Self Harm Self-harm is a destructive coping mechanism for dealing with psychological problems, such as severe anxiety or depression. It involves the deliberate act of injuring oneself as a means of coping with emotional issues. Physical pain can alter the person’s mood state to help them cope with their emotions.

Self harming behaviour is generally not a suicide attempt.  It is an attempt to make the person feel better and more connected to their environment or the people around them. In some cases, a person may self-harm in an attempt to repress or avoid suicidal feelings.

Why do people start harming themselves?

It could be their way of dealing with:

  • Hopelessness
  • Overwhelmed by problems
  • Low self-esteem
  • Loneliness, disconnection from family, friends and the environment.
  • Anger
  • Guilt
  • Lack of personal control
  • Poor body image
  • Self-hatred
  • Post traumatic stress disorder
  • Strong feelings of anxiety or depression
  • Counteraction to emotional numbness
  • A response to physical, sexual or emotional abuse

How can you help someone who’s self-harming?

If you witness a loved one self-harming, try hard to control your emotional response. Yelling, crying or becoming hysterical will only make your loved one more stressed, which can reinforce their self-harming behaviour. Suggestions include:

  • Acting in a neutral way.
  • If necessary, take them to a more private place.
  • Help them to administer first aid to their injuries.
  • If their injuries are severe, take them to the nearest hospital emergency department for treatment. Try not to overreact. If a person is self-harming it does not necessarily mean they are suicidal.
  • Don’t label them as ‘attention seeking’, this behaviour is a genuine cry for help.
  • Be there. Be kind. Be sensitive.
  • Listen carefully and try to understand.
  • Don’t judge, lecture, or blame the person.
  • Reach out to someone else who can help if you’re not sure what to do.
  • Seek professional help for yourself and for them.

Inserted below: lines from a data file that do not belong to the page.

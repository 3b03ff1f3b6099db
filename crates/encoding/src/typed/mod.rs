//! Typed protobuf bodies.
//!
//! Objects are converted field by field between their JSON form and the
//! proto2 wire format the API server stores, driven by the tables in
//! [`kinds`]. Maps travel as repeated `{key = 1, value = 2}` entries and
//! repeated scalars are written unpacked; packed scalars are accepted on read.

use base64::engine::general_purpose::STANDARD as BASE64;
use base64::Engine as _;
use chrono::{DateTime, SecondsFormat};
use prost::encoding::{decode_key, decode_varint, encode_key, encode_varint, WireType};
use serde_json::{Map, Value as Json};

use crate::EncodingError;

mod kinds;
mod pod;

use kinds::{Field, Ty};

type Object = Map<String, Json>;

/// Encode a JSON object as the typed body of its `api_version`/`kind`.
pub(crate) fn encode_body(api_version: &str, kind: &str, value: &Json) -> Result<Vec<u8>, EncodingError> {
    let fields = kinds::lookup(api_version, kind).ok_or_else(|| unsupported_kind(api_version, kind))?;
    let obj = value.as_object().ok_or_else(|| invalid(kind, "expected an object"))?;
    let mut buf = Vec::new();
    encode_message(fields, obj, kind, &["apiVersion", "kind"], &mut buf)?;
    Ok(buf)
}

/// Decode a typed body back into a JSON object carrying `apiVersion` and `kind`.
pub(crate) fn decode_body(api_version: &str, kind: &str, raw: &[u8]) -> Result<Json, EncodingError> {
    let fields = kinds::lookup(api_version, kind).ok_or_else(|| unsupported_kind(api_version, kind))?;
    let mut obj = Object::new();
    obj.insert("apiVersion".into(), api_version.into());
    obj.insert("kind".into(), kind.into());
    decode_fields(fields, raw, kind, &mut obj)?;
    Ok(Json::Object(obj))
}

fn unsupported_kind(api_version: &str, kind: &str) -> EncodingError {
    EncodingError::UnsupportedKind { api_version: api_version.to_string(), kind: kind.to_string() }
}

fn invalid(path: &str, reason: impl std::fmt::Display) -> EncodingError {
    EncodingError::InvalidValue { path: path.to_string(), reason: reason.to_string() }
}

// encode

fn encode_message(
    fields: &[Field],
    obj: &Object,
    path: &str,
    skip: &[&str],
    buf: &mut Vec<u8>,
) -> Result<(), EncodingError> {
    let unknown = obj
        .iter()
        .find(|(k, v)| !v.is_null() && !skip.contains(&k.as_str()) && !knows(fields, k));
    if let Some((key, _)) = unknown {
        return Err(EncodingError::UnsupportedField { path: format!("{path}.{key}") });
    }
    write_fields(fields, obj, path, buf)
}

Even if the thought of the person self-harming causes you to feel uncomfortable, try to understand what the issues behind the feelings may be and how you can support that person to find more positive ways of coping with their pain.

Coping Strategies for the Self-Harmer are:

  • Counselling
  • Regular exercise
  • Stress-management
  • Personal expression through writing, painting or music
  • Relaxation therapy
  • Yoga and meditation
  • Avoiding high risk situations
  • Social and community support networks
  • Improving social skills such as assertiveness training
  • For more information, discuss aversion therapy with your therapist.

Self harm can be through direct and indirect means.

Examples of direct self harm is:

  • Cutting the skin with knives or any sharp object
  • Burning the skin
  • Hitting the body with an object or fists (like punching the wall)
  • Deliberately falling when doing something like extreme sports
  • Picking at skin
  • Swallowing pills or sharp objects
  • Pulling at hair

Indirect self harm examples are:

  • Alcoholism
  • Being non-treatment compliant
  • Failing to seek required medical help
  • Eating disorders
  • Drug addictions

What are the treatment options?

  • Psychological intervention and/or counselling
  • Learning other forms of effective coping techniques
  • Understanding and support from family, friends and doctors
  • Medical treatment for the physical injuries
  • Until the self-harming behaviour is under control, consider leaving adequate supplies of first aid equipment in the home, such as bandages and antiseptic solution.